[Stored data entries]
• • • •
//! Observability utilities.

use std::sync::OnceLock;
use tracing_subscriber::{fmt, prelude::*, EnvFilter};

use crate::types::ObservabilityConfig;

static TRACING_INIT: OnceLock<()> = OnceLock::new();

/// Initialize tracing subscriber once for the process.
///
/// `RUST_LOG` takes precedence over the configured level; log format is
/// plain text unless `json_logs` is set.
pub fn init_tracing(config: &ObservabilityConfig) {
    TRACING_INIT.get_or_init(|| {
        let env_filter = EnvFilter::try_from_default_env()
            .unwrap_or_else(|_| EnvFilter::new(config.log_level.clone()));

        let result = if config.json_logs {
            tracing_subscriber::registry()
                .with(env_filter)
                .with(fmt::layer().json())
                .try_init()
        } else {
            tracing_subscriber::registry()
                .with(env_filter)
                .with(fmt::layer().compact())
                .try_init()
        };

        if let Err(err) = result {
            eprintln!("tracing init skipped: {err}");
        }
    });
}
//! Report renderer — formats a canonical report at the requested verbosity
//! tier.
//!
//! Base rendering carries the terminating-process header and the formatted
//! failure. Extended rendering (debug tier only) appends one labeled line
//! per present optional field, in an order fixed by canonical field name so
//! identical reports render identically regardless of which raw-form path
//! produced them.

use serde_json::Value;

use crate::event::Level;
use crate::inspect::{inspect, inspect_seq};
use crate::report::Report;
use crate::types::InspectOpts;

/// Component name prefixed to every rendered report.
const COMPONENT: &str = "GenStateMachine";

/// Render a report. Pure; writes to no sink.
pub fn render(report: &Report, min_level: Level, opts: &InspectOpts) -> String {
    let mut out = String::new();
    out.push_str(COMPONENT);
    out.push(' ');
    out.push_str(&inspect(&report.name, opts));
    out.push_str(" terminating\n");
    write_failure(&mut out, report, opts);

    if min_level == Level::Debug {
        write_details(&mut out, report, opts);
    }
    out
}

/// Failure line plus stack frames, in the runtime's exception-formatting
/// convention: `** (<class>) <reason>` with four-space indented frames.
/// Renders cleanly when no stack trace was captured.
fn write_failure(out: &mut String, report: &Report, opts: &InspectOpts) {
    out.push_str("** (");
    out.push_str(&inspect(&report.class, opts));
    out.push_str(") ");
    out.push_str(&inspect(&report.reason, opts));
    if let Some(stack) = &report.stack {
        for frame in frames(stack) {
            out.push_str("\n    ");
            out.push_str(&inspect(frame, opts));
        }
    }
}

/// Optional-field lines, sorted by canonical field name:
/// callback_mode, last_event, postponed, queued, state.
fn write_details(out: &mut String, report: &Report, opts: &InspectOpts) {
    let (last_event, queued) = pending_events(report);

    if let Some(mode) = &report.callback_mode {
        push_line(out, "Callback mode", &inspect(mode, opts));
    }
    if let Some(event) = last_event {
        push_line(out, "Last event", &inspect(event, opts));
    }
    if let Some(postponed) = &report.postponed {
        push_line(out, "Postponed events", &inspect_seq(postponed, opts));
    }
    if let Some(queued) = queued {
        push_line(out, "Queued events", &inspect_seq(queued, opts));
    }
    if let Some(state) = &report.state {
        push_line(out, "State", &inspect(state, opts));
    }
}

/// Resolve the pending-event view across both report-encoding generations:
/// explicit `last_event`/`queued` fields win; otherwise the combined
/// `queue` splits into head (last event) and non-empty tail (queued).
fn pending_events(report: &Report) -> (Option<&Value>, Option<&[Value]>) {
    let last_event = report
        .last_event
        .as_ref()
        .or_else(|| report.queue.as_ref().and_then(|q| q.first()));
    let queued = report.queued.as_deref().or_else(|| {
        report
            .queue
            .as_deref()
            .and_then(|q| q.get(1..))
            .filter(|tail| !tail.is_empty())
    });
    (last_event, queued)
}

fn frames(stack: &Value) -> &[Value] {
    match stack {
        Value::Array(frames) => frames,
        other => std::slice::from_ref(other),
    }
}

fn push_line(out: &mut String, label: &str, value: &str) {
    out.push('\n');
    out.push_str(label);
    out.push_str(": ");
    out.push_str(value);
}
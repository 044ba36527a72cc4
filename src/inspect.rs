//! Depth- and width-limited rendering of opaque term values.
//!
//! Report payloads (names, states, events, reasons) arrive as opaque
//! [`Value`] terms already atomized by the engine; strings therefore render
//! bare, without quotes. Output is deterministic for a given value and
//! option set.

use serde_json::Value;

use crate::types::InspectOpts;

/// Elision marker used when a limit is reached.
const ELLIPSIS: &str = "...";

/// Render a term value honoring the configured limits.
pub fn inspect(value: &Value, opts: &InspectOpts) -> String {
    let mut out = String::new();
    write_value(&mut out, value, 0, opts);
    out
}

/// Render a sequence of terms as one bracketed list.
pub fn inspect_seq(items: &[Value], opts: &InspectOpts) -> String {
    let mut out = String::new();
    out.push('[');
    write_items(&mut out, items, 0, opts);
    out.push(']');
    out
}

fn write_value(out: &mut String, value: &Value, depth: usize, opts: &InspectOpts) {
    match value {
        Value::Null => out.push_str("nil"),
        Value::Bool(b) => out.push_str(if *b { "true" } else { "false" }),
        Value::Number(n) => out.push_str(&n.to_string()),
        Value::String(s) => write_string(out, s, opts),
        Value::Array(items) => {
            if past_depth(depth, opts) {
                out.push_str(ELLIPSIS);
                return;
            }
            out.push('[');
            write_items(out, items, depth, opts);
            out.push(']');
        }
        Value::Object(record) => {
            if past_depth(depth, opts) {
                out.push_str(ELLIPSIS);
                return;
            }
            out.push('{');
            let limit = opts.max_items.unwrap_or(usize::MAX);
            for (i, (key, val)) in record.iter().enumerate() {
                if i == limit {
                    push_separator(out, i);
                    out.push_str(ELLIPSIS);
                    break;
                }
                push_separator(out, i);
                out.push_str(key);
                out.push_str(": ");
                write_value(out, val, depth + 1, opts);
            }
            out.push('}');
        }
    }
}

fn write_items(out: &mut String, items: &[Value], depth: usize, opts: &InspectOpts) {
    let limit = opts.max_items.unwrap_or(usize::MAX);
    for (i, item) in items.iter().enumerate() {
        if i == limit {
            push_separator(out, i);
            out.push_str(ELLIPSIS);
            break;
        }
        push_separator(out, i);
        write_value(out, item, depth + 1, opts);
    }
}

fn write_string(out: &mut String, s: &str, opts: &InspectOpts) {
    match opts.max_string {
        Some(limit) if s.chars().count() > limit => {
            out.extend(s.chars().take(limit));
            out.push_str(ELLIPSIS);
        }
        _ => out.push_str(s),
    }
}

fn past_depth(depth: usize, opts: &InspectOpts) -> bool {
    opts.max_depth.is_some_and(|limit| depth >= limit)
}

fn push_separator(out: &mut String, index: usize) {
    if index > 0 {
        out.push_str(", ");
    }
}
• • • •
- _EXERCISE BRIEF_
List all lines from the entries that include the word "record".

- _SOLUTION_
        Value::Object(record) => {
            for (i, (key, val)) in record.iter().enumerate() {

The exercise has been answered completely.